**Dataset entries**

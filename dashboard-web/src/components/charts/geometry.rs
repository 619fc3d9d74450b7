//! Chart layout math, kept free of canvas calls so it can be tested natively.

use std::f64::consts::{FRAC_PI_2, PI};

/// Drawing area inside the canvas margins.
#[derive(Clone, Copy, Debug, PartialEq)]
pub struct PlotArea {
    pub left: f64,
    pub top: f64,
    pub width: f64,
    pub height: f64,
}

impl PlotArea {
    pub const MARGIN_LEFT: f64 = 64.0;
    pub const MARGIN_RIGHT: f64 = 16.0;
    pub const MARGIN_TOP: f64 = 16.0;
    pub const MARGIN_BOTTOM: f64 = 32.0;

    pub fn within(canvas_width: f64, canvas_height: f64) -> Self {
        Self {
            left: Self::MARGIN_LEFT,
            top: Self::MARGIN_TOP,
            width: (canvas_width - Self::MARGIN_LEFT - Self::MARGIN_RIGHT).max(0.0),
            height: (canvas_height - Self::MARGIN_TOP - Self::MARGIN_BOTTOM).max(0.0),
        }
    }

    pub fn bottom(&self) -> f64 {
        self.top + self.height
    }

    pub fn right(&self) -> f64 {
        self.left + self.width
    }

    /// Left edge and width of band `index` out of `count` equal bands.
    pub fn band(&self, index: usize, count: usize) -> (f64, f64) {
        if count == 0 {
            return (self.left, 0.0);
        }
        let band_width = self.width / count as f64;
        (self.left + band_width * index as f64, band_width)
    }

    /// Centre x of point `index` out of `count` points spread edge to edge.
    pub fn point_x(&self, index: usize, count: usize) -> f64 {
        if count <= 1 {
            return self.left + self.width / 2.0;
        }
        self.left + self.width * index as f64 / (count - 1) as f64
    }
}

/// Linear value axis mapped onto the plot's vertical extent.
#[derive(Clone, Copy, Debug, PartialEq)]
pub struct LinearScale {
    pub min: f64,
    pub max: f64,
}

impl LinearScale {
    /// Axis for bar charts: starts at zero, headroom above the largest value.
    pub fn from_zero(values: impl IntoIterator<Item = f64>) -> Self {
        let max = values.into_iter().fold(0.0_f64, f64::max);
        let max = if max > 0.0 { max * 1.1 } else { 1.0 };
        Self { min: 0.0, max }
    }

    /// Axis for line charts: 10% padding around the data range.
    pub fn padded(values: impl IntoIterator<Item = f64>) -> Self {
        let (min, max) = values
            .into_iter()
            .fold((f64::INFINITY, f64::NEG_INFINITY), |(lo, hi), v| (lo.min(v), hi.max(v)));

        if !min.is_finite() || !max.is_finite() {
            return Self { min: 0.0, max: 1.0 };
        }

        let range = max - min;
        let padding = if range > 0.0 { range * 0.1 } else { 1.0 };
        Self {
            min: min - padding,
            max: max + padding,
        }
    }

    pub fn y(&self, value: f64, plot: &PlotArea) -> f64 {
        let span = self.max - self.min;
        if span <= 0.0 {
            return plot.bottom();
        }
        plot.top + (self.max - value) / span * plot.height
    }

    /// `count + 1` evenly spaced tick values from max down to min.
    pub fn ticks(&self, count: usize) -> Vec<f64> {
        let count = count.max(1);
        (0..=count)
            .map(|i| self.max - (self.max - self.min) * i as f64 / count as f64)
            .collect()
    }
}

/// Start and end angles (radians) of each pie slice, clockwise from 12 o'clock.
/// Non-positive values get empty slices.
pub fn pie_angles(values: &[f64]) -> Vec<(f64, f64)> {
    let total: f64 = values.iter().filter(|v| **v > 0.0).sum();
    let mut start = -FRAC_PI_2;

    values
        .iter()
        .map(|value| {
            let sweep = if total > 0.0 && *value > 0.0 {
                value / total * 2.0 * PI
            } else {
                0.0
            };
            let slice = (start, start + sweep);
            start += sweep;
            slice
        })
        .collect()
}

/// Point on a circle, used to anchor slice labels.
pub fn polar(cx: f64, cy: f64, radius: f64, angle: f64) -> (f64, f64) {
    (cx + radius * angle.cos(), cy + radius * angle.sin())
}

/// Compact axis label: `21.9k`, `950`.
pub fn axis_label(value: f64) -> String {
    if value.abs() >= 1_000.0 {
        format!("{:.1}k", value / 1_000.0)
    } else {
        format!("{:.0}", value)
    }
}

#[cfg(test)]
mod tests {
    use super::*;

    const EPS: f64 = 1e-9;

    #[test]
    fn test_plot_area_margins() {
        let plot = PlotArea::within(600.0, 300.0);
        assert_eq!(plot.left, 64.0);
        assert_eq!(plot.width, 520.0);
        assert_eq!(plot.height, 252.0);
        assert_eq!(plot.bottom(), 268.0);
        assert_eq!(plot.right(), 584.0);
    }

    #[test]
    fn test_bands_cover_width() {
        let plot = PlotArea::within(600.0, 300.0);
        let (x0, w) = plot.band(0, 4);
        let (x3, w3) = plot.band(3, 4);
        assert_eq!(x0, plot.left);
        assert!((x3 + w3 - plot.right()).abs() < EPS);
        assert_eq!(w, w3);
        assert_eq!(plot.band(0, 0).1, 0.0);
    }

    #[test]
    fn test_point_x_spreads_edge_to_edge() {
        let plot = PlotArea::within(600.0, 300.0);
        assert_eq!(plot.point_x(0, 6), plot.left);
        assert!((plot.point_x(5, 6) - plot.right()).abs() < EPS);
        assert_eq!(plot.point_x(0, 1), plot.left + plot.width / 2.0);
    }

    #[test]
    fn test_scale_from_zero() {
        let scale = LinearScale::from_zero([5_200.0, 7_200.0, 3_400.0]);
        assert_eq!(scale.min, 0.0);
        assert!((scale.max - 7_920.0).abs() < EPS);

        let empty = LinearScale::from_zero(std::iter::empty());
        assert_eq!(empty.max, 1.0);
    }

    #[test]
    fn test_scale_maps_extremes_to_plot_edges() {
        let plot = PlotArea::within(600.0, 300.0);
        let scale = LinearScale::padded([18_500.0, 21_875.0]);
        assert!(scale.min < 18_500.0 && scale.max > 21_875.0);
        assert!((scale.y(scale.max, &plot) - plot.top).abs() < EPS);
        assert!((scale.y(scale.min, &plot) - plot.bottom()).abs() < EPS);
        assert!(scale.y(21_875.0, &plot) < scale.y(18_500.0, &plot));
    }

    #[test]
    fn test_flat_series_gets_padding() {
        let scale = LinearScale::padded([10.0, 10.0]);
        assert_eq!(scale, LinearScale { min: 9.0, max: 11.0 });
    }

    #[test]
    fn test_ticks() {
        let scale = LinearScale { min: 0.0, max: 100.0 };
        assert_eq!(scale.ticks(4), vec![100.0, 75.0, 50.0, 25.0, 0.0]);
    }

    #[test]
    fn test_pie_angles_close_the_circle() {
        let angles = pie_angles(&[4_250.0, 10_000.0, 5_500.0, 2_125.0]);
        assert_eq!(angles.len(), 4);
        assert!((angles[0].0 + FRAC_PI_2).abs() < EPS);
        for pair in angles.windows(2) {
            assert!((pair[0].1 - pair[1].0).abs() < EPS);
        }
        assert!((angles[3].1 - (2.0 * PI - FRAC_PI_2)).abs() < EPS);
    }

    #[test]
    fn test_pie_angles_skip_non_positive() {
        let angles = pie_angles(&[0.0, 1.0, -3.0]);
        assert_eq!(angles[0].0, angles[0].1);
        assert!((angles[1].1 - angles[1].0 - 2.0 * PI).abs() < EPS);
        assert_eq!(angles[2].0, angles[2].1);
        assert!(pie_angles(&[0.0]).iter().all(|(a, b)| a == b));
    }

    #[test]
    fn test_axis_label() {
        assert_eq!(axis_label(21_875.0), "21.9k");
        assert_eq!(axis_label(950.0), "950");
    }
}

**Instructions for the task**
The answer must restate each entry word for word.

**Output of the exercise**
filename dashboard-web/src/components/charts/geometry.rs
repository 619fc3d9d74450b7
//! Chart layout math, kept free of canvas calls so it can be tested natively.

use std::f64::consts::{FRAC_PI_2, PI};

/// Drawing area inside the canvas margins.
#[derive(Clone, Copy, Debug, PartialEq)]
pub struct PlotArea {
    pub left: f64,
    pub top: f64,
    pub width: f64,
    pub height: f64,
}

impl PlotArea {
    pub const MARGIN_LEFT: f64 = 64.0;
    pub const MARGIN_RIGHT: f64 = 16.0;
    pub const MARGIN_TOP: f64 = 16.0;
    pub const MARGIN_BOTTOM: f64 = 32.0;

    pub fn within(canvas_width: f64, canvas_height: f64) -> Self {
        Self {
            left: Self::MARGIN_LEFT,
            top: Self::MARGIN_TOP,
            width: (canvas_width - Self::MARGIN_LEFT - Self::MARGIN_RIGHT).max(0.0),
            height: (canvas_height - Self::MARGIN_TOP - Self::MARGIN_BOTTOM).max(0.0),
        }
    }

    pub fn bottom(&self) -> f64 {
        self.top + self.height
    }

    pub fn right(&self) -> f64 {
        self.left + self.width
    }

    /// Left edge and width of band `index` out of `count` equal bands.
    pub fn band(&self, index: usize, count: usize) -> (f64, f64) {
        if count == 0 {
            return (self.left, 0.0);
        }
        let band_width = self.width / count as f64;
        (self.left + band_width * index as f64, band_width)
    }

    /// Centre x of point `index` out of `count` points spread edge to edge.
    pub fn point_x(&self, index: usize, count: usize) -> f64 {
        if count <= 1 {
            return self.left + self.width / 2.0;
        }
        self.left + self.width * index as f64 / (count - 1) as f64
    }
}

/// Linear value axis mapped onto the plot's vertical extent.
#[derive(Clone, Copy, Debug, PartialEq)]
pub struct LinearScale {
    pub min: f64,
    pub max: f64,
}

impl LinearScale {
    /// Axis for bar charts: starts at zero, headroom above the largest value.
    pub fn from_zero(values: impl IntoIterator<Item = f64>) -> Self {
        let max = values.into_iter().fold(0.0_f64, f64::max);
        let max = if max > 0.0 { max * 1.1 } else { 1.0 };
        Self { min: 0.0, max }
    }

    /// Axis for line charts: 10% padding around the data range.
    pub fn padded(values: impl IntoIterator<Item = f64>) -> Self {
        let (min, max) = values
            .into_iter()
            .fold((f64::INFINITY, f64::NEG_INFINITY), |(lo, hi), v| (lo.min(v), hi.max(v)));

        if !min.is_finite() || !max.is_finite() {
            return Self { min: 0.0, max: 1.0 };
        }

        let range = max - min;
        let padding = if range > 0.0 { range * 0.1 } else { 1.0 };
        Self {
            min: min - padding,
            max: max + padding,
        }
    }

    pub fn y(&self, value: f64, plot: &PlotArea) -> f64 {
        let span = self.max - self.min;
        if span <= 0.0 {
            return plot.bottom();
        }
        plot.top + (self.max - value) / span * plot.height
    }

    /// `count + 1` evenly spaced tick values from max down to min.
    pub fn ticks(&self, count: usize) -> Vec<f64> {
        let count = count.max(1);
        (0..=count)
            .map(|i| self.max - (self.max - self.min) * i as f64 / count as f64)
            .collect()
    }
}

/// Start and end angles (radians) of each pie slice, clockwise from 12 o'clock.
/// Non-positive values get empty slices.
pub fn pie_angles(values: &[f64]) -> Vec<(f64, f64)> {
    let total: f64 = values.iter().filter(|v| **v > 0.0).sum();
    let mut start = -FRAC_PI_2;

    values
        .iter()
        .map(|value| {
            let sweep = if total > 0.0 && *value > 0.0 {
                value / total * 2.0 * PI
            } else {
                0.0
            };
            let slice = (start, start + sweep);
            start += sweep;
            slice
        })
        .collect()
}

/// Point on a circle, used to anchor slice labels.
pub fn polar(cx: f64, cy: f64, radius: f64, angle: f64) -> (f64, f64) {
    (cx + radius * angle.cos(), cy + radius * angle.sin())
}

/// Compact axis label: `21.9k`, `950`.
pub fn axis_label(value: f64) -> String {
    if value.abs() >= 1_000.0 {
        format!("{:.1}k", value / 1_000.0)
    } else {
        format!("{:.0}", value)
    }
}

#[cfg(test)]
mod tests {
    use super::*;

    const EPS: f64 = 1e-9;

    #[test]
    fn test_plot_area_margins() {
        let plot = PlotArea::within(600.0, 300.0);
        assert_eq!(plot.left, 64.0);
        assert_eq!(plot.width, 520.0);
        assert_eq!(plot.height, 252.0);
        assert_eq!(plot.bottom(), 268.0);
        assert_eq!(plot.right(), 584.0);
    }

    #[test]
    fn test_bands_cover_width() {
        let plot = PlotArea::within(600.0, 300.0);
        let (x0, w) = plot.band(0, 4);
        let (x3, w3) = plot.band(3, 4);
        assert_eq!(x0, plot.left);
        assert!((x3 + w3 - plot.right()).abs() < EPS);
        assert_eq!(w, w3);
        assert_eq!(plot.band(0, 0).1, 0.0);
    }

    #[test]
    fn test_point_x_spreads_edge_to_edge() {
        let plot = PlotArea::within(600.0, 300.0);
        assert_eq!(plot.point_x(0, 6), plot.left);
        assert!((plot.point_x(5, 6) - plot.right()).abs() < EPS);
        assert_eq!(plot.point_x(0, 1), plot.left + plot.width / 2.0);
    }

    #[test]
    fn test_scale_from_zero() {
        let scale = LinearScale::from_zero([5_200.0, 7_200.0, 3_400.0]);
        assert_eq!(scale.min, 0.0);
        assert!((scale.max - 7_920.0).abs() < EPS);

        let empty = LinearScale::from_zero(std::iter::empty());
        assert_eq!(empty.max, 1.0);
    }

    #[test]
    fn test_scale_maps_extremes_to_plot_edges() {
        let plot = PlotArea::within(600.0, 300.0);
        let scale = LinearScale::padded([18_500.0, 21_875.0]);
        assert!(scale.min < 18_500.0 && scale.max > 21_875.0);
        assert!((scale.y(scale.max, &plot) - plot.top).abs() < EPS);
        assert!((scale.y(scale.min, &plot) - plot.bottom()).abs() < EPS);
        assert!(scale.y(21_875.0, &plot) < scale.y(18_500.0, &plot));
    }

    #[test]
    fn test_flat_series_gets_padding() {
        let scale = LinearScale::padded([10.0, 10.0]);
        assert_eq!(scale, LinearScale { min: 9.0, max: 11.0 });
    }

    #[test]
    fn test_ticks() {
        let scale = LinearScale { min: 0.0, max: 100.0 };
        assert_eq!(scale.ticks(4), vec![100.0, 75.0, 50.0, 25.0, 0.0]);
    }

    #[test]
    fn test_pie_angles_close_the_circle() {
        let angles = pie_angles(&[4_250.0, 10_000.0, 5_500.0, 2_125.0]);
        assert_eq!(angles.len(), 4);
        assert!((angles[0].0 + FRAC_PI_2).abs() < EPS);
        for pair in angles.windows(2) {
            assert!((pair[0].1 - pair[1].0).abs() < EPS);
        }
        assert!((angles[3].1 - (2.0 * PI - FRAC_PI_2)).abs() < EPS);
    }

    #[test]
    fn test_pie_angles_skip_non_positive() {
        let angles = pie_angles(&[0.0, 1.0, -3.0]);
        assert_eq!(angles[0].0, angles[0].1);
        assert!((angles[1].1 - angles[1].0 - 2.0 * PI).abs() < EPS);
        assert_eq!(angles[2].0, angles[2].1);
        assert!(pie_angles(&[0.0]).iter().all(|(a, b)| a == b));
    }

    #[test]
    fn test_axis_label() {
        assert_eq!(axis_label(21_875.0), "21.9k");
        assert_eq!(axis_label(950.0), "950");
    }
}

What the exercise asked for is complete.